In exercises 7-10, show that {u₁, u₂} or {u₁,u₂,u₃} is an orthogonal basis for \({\mathbb{R}^2}\) or \({\mathbb{R}^3}\), respectively. Then express x as a linear combination of the u.

7. \[{u_1} = \left[ {\begin{align}2\\{ - 3}\end{align}} \right]\], \[{u_2} = \left[ {\begin{align}6\\4\end{align}} \right]\], and \[x = \left[ {\begin{align}9\\{ - 7}\end{align}} \right]\]

Short answer

The required linear combination is, \[x = 3{u_1} + \frac{1}{2}{u_2}\].

Step-by-step solution

Linear combination definition

Let the set of vectors \({u_1},.....,{u_p}\) be an orthogonal basis for a subspace \(W\) of \({\mathbb{R}^n}\) and the linear combination is given by \(y = {c_1}{u_1} + ..... + {c_p}{u_p}\) , then the weights in the linear combination are given as \({c_j} = \frac{{y \cdot {u_j}}}{{{u_j} \cdot {u_j}}}\), for each \(y\) in \(W\).
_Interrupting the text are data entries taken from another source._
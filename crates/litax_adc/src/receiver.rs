//! The device under test: an SPI master that reads one word per conversion.

use litax_common::LogicVec;
use litax_sim::TraceScope;

use crate::state::SpiState;

/// SPI receiver clocked on the rising edge.
///
/// It cycles through the transfer states unconditionally. Chip select and
/// the data-valid strobe are both high in the idle state; in data state `i`
/// the edge shifts `miso` into bit `i` of the word.
#[derive(Debug, Clone)]
pub struct SpiReceiver {
    num_bits: u32,
    state: SpiState,
    adc_data: u64,
}

impl SpiReceiver {
    /// Creates a receiver for `num_bits` words, in the idle state.
    pub fn new(num_bits: u32) -> Self {
        Self {
            num_bits,
            state: SpiState::Idle,
            adc_data: 0,
        }
    }

    /// Chip select to the converter.
    pub fn cs(&self) -> bool {
        self.state == SpiState::Idle
    }

    /// High while the word register holds a complete conversion.
    pub fn data_valid(&self) -> bool {
        self.cs()
    }

    /// Applies one rising clock edge with `miso` as seen before the edge.
    pub fn clock_edge(&mut self, miso: bool, reset: bool) {
        if reset {
            self.state = SpiState::Idle;
            self.adc_data = 0;
            return;
        }
        if let SpiState::Bit(i) = self.state {
            let mask = 1u64 << i;
            if miso {
                self.adc_data |= mask;
            } else {
                self.adc_data &= !mask;
            }
        }
        self.state = self.state.next(self.num_bits);
    }

    /// The received word.
    pub fn adc_data(&self) -> u64 {
        self.adc_data
    }

    /// Current transfer state.
    pub fn state(&self) -> SpiState {
        self.state
    }

    pub(crate) fn trace_scope(&self) -> TraceScope {
        TraceScope::new("dut")
            .var("miso", 1)
            .var("cs", 1)
            .var("sck", 1)
            .var("data_valid", 1)
            .var("adc_data", self.num_bits)
            .var("state", SpiState::code_width(self.num_bits))
    }

    pub(crate) fn sample(&self, miso: bool, sck: bool, out: &mut Vec<LogicVec>) {
        out.push(LogicVec::from_bool(miso));
        out.push(LogicVec::from_bool(self.cs()));
        out.push(LogicVec::from_bool(sck));
        out.push(LogicVec::from_bool(self.data_valid()));
        out.push(LogicVec::from_u64(self.adc_data, self.num_bits));
        out.push(LogicVec::from_u64(
            self.state.code(self.num_bits),
            SpiState::code_width(self.num_bits),
        ));
    }
}

#[cfg(test)]
mod tests {
    use super::*;

    #[test]
    fn starts_idle_with_cs_high() {
        let rx = SpiReceiver::new(8);
        assert!(rx.cs());
        assert!(rx.data_valid());
        assert_eq!(rx.adc_data(), 0);
    }

    #[test]
    fn shifts_msb_first() {
        let mut rx = SpiReceiver::new(4);
        // idle, three waits, then 1 0 1 1
        for miso in [true, true, true, false, true, false, true, true] {
            rx.clock_edge(miso, false);
        }
        assert_eq!(rx.adc_data(), 0b1011);
        assert_eq!(rx.state(), SpiState::Idle);
        assert!(rx.data_valid());
    }

    #[test]
    fn cycle_is_bits_plus_four() {
        let mut rx = SpiReceiver::new(10);
        let mut edges = 0;
        loop {
            rx.clock_edge(false, false);
            edges += 1;
            if rx.data_valid() {
                break;
            }
        }
        assert_eq!(edges, 14);
    }

    #[test]
    fn ignores_miso_outside_data_states() {
        let mut rx = SpiReceiver::new(2);
        for _ in 0..4 {
            rx.clock_edge(true, false);
        }
        assert_eq!(rx.adc_data(), 0);
    }

    #[test]
    fn overwrites_previous_word() {
        let mut rx = SpiReceiver::new(2);
        for miso in [false, false, false, false, true, true] {
            rx.clock_edge(miso, false);
        }
        assert_eq!(rx.adc_data(), 0b11);
        for miso in [false, false, false, false, false, true] {
            rx.clock_edge(miso, false);
        }
        assert_eq!(rx.adc_data(), 0b01);
    }

    #[test]
    fn reset_returns_to_idle() {
        let mut rx = SpiReceiver::new(4);
        for _ in 0..6 {
            rx.clock_edge(true, false);
        }
        rx.clock_edge(true, true);
        assert_eq!(rx.state(), SpiState::Idle);
        assert_eq!(rx.adc_data(), 0);
    }
}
Check for orthogonality of given vectors

Find \({u_1} \cdot {u_2}\) as follows:

\(\begin{array}{c}{u_1} \cdot {u_2} = \left( 2 \right)\left( 6 \right) + \left( { - 3} \right)\left( 4 \right)\\ = 12 - 12\\ = 0\end{array}\)

Hence, the vectors are orthogonal to each other, as the vectors are non-zero and linearly independent. Therefore, the given set form a basis for \({\mathbb{R}^2}\).

Express x as a linear combination

The vector x can be expressed as a linear combination as follows:

\[\begin{align}{c}x = \left( {\frac{{x \cdot {u_1}}}{{{u_1} \cdot {u_1}}}} \right){u_1} + \left( {\frac{{x \cdot {u_2}}}{{{u_2} \cdot {u_2}}}} \right){u_2}\\ = \left( {\frac{{\left( 9 \right)\left( 2 \right) + \left( { - 7} \right)\left( { - 3} \right)}}{{\left( 2 \right)\left( 2 \right) + \left( { - 3} \right)\left( { - 3} \right)}}} \right){u_1} + \left( {\frac{{\left( 9 \right)\left( 6 \right) + \left( { - 7} \right)\left( 4 \right)}}{{\left( 6 \right)\left( 6 \right) + \left( 4 \right)\left( 4 \right)}}} \right){u_2}\\ = \left( {\frac{{18 + 21}}{{4 + 9}}} \right){u_1} + \left( {\frac{{54 - 28}}{{36 + 16}}} \right){u_2}\\ = \left( {\frac{{18 + 2}}{{4 + 9}}} \right){u_1} + \left( {\frac{{54 - 28}}{{36 + 16}}} \right){u_2}\,\\ = 3{u_1} + \frac{1}{2}{u_2}\end{align}\]

Hence, \[x = 3{u_1} + \frac{1}{2}{u_2}\].